It actually started as a refuge for trans women who were working on the streets. According to legend, one night, a famous trans girl from the 50s was beaten up on the street. She came in covered in blood and bruises, but then she saw a piano and just started playing a show. That’s how Madame Arthur was born. I felt incredibly lucky to be a part of that place, and it was a huge responsibility to preserve this unapologetic way to perform a show. You don’t go to Cabaret to just be entertained. It’s also where you ask questions about yourself, acceptance, society, and your role in it—it’s a really political place. Of course, there’s fun, and I found a unique freedom of being able to give people a show but to also make them think about the wrong and the beautiful aspects of our world. It was a special time—I was super young, gay and free. I loved working at night— I loved the poetry I found in the nighttime. It was also the first time I felt like I belonged to a community, I had a chosen family. This experience has built a lot of who I am now. And, it was at Madame Arthur that a girl came up to me and asked if I wanted to make music independently, which is how it all started.

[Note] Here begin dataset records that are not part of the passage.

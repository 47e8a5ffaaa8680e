//! Custom extractors
//!
//! Provides request extractors with JSON error bodies.

use crate::error::ServerError;
use axum::{
    extract::{rejection::JsonRejection, FromRequest, FromRequestParts, Request},
    http::{request::Parts, StatusCode},
    Json,
};
use serde_json::json;

/// Header carrying the caller identity for report endpoints
pub const USER_ID_HEADER: &str = "x-user-id";

/// Custom JSON extractor with better error messages
pub struct JsonExtractor<T>(pub T);

#[axum::async_trait]
impl<S, T> FromRequest<S> for JsonExtractor<T>
where
    T: serde::de::DeserializeOwned,
    S: Send + Sync,
{
    type Rejection = (StatusCode, Json<serde_json::Value>);

    async fn from_request(req: Request, state: &S) -> Result<Self, Self::Rejection> {
        match Json::<T>::from_request(req, state).await {
            Ok(value) => Ok(Self(value.0)),
            Err(rejection) => {
                let error_message = match rejection {
                    JsonRejection::JsonDataError(err) => {
                        format!("Invalid JSON data: {}", err)
                    }
                    JsonRejection::JsonSyntaxError(err) => {
                        format!("JSON syntax error: {}", err)
                    }
                    JsonRejection::MissingJsonContentType(_) => {
                        "Missing 'Content-Type: application/json' header".to_string()
                    }
                    _ => format!("Failed to parse JSON: {}", rejection),
                };

                Err((
                    StatusCode::BAD_REQUEST,
                    Json(json!({
                        "error": error_message,
                        "status": 400,
                    })),
                ))
            }
        }
    }
}

/// Caller identity taken from the `x-user-id` header.
///
/// Identity is asserted by an upstream gateway; this extractor only checks
/// that one was supplied.
#[derive(Debug, Clone, PartialEq, Eq)]
pub struct UserId(pub String);

#[axum::async_trait]
impl<S> FromRequestParts<S> for UserId
where
    S: Send + Sync,
{
    type Rejection = ServerError;

    async fn from_request_parts(parts: &mut Parts, _state: &S) -> Result<Self, Self::Rejection> {
        let value = parts
            .headers
            .get(USER_ID_HEADER)
            .ok_or_else(|| ServerError::Unauthorized(format!("missing {} header", USER_ID_HEADER)))?;

        let user = value
            .to_str()
            .map_err(|_| ServerError::Unauthorized(format!("{} is not valid text", USER_ID_HEADER)))?
            .trim();

        if user.is_empty() {
            return Err(ServerError::Unauthorized(format!("empty {} header", USER_ID_HEADER)));
        }

        Ok(UserId(user.to_string()))
    }
}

Your artistry today continues to radiate this freedom of being both visually and sonically stunning as well as politically impactful. How did you find your place within music?
The real question about my career was to find the legitimacy to do what I do. I never studied singing formally—it’s something I learned on stage directly, so it was hard for me to recognise myself as a singer. With dancing and acting, you become a tool for delivering someone else’s speech, and I loved this position of humility. But at one point, I wanted to share my own ideas. With music, there are no filters between your audience and yourself.

Often, learning how to translate someone else’s ideas also helps you refine your own.
True. The moment I stepped into a music studio, all my previous interests made sense—they prepared me for that moment. I use my acting in music videos, dancing in performances and so on—music is a complete form of art to me. Building my first album was very much like therapy. I needed to settle down and look behind me. I believe when you sing, you must have an urge to sing, an urge of delivering something to people. Fashion has played a part, too—I’ve been a model since I was sixteen. Not that you have to lie, but you have to be yourself less. With music, if I’m not entirely honest, it won’t work.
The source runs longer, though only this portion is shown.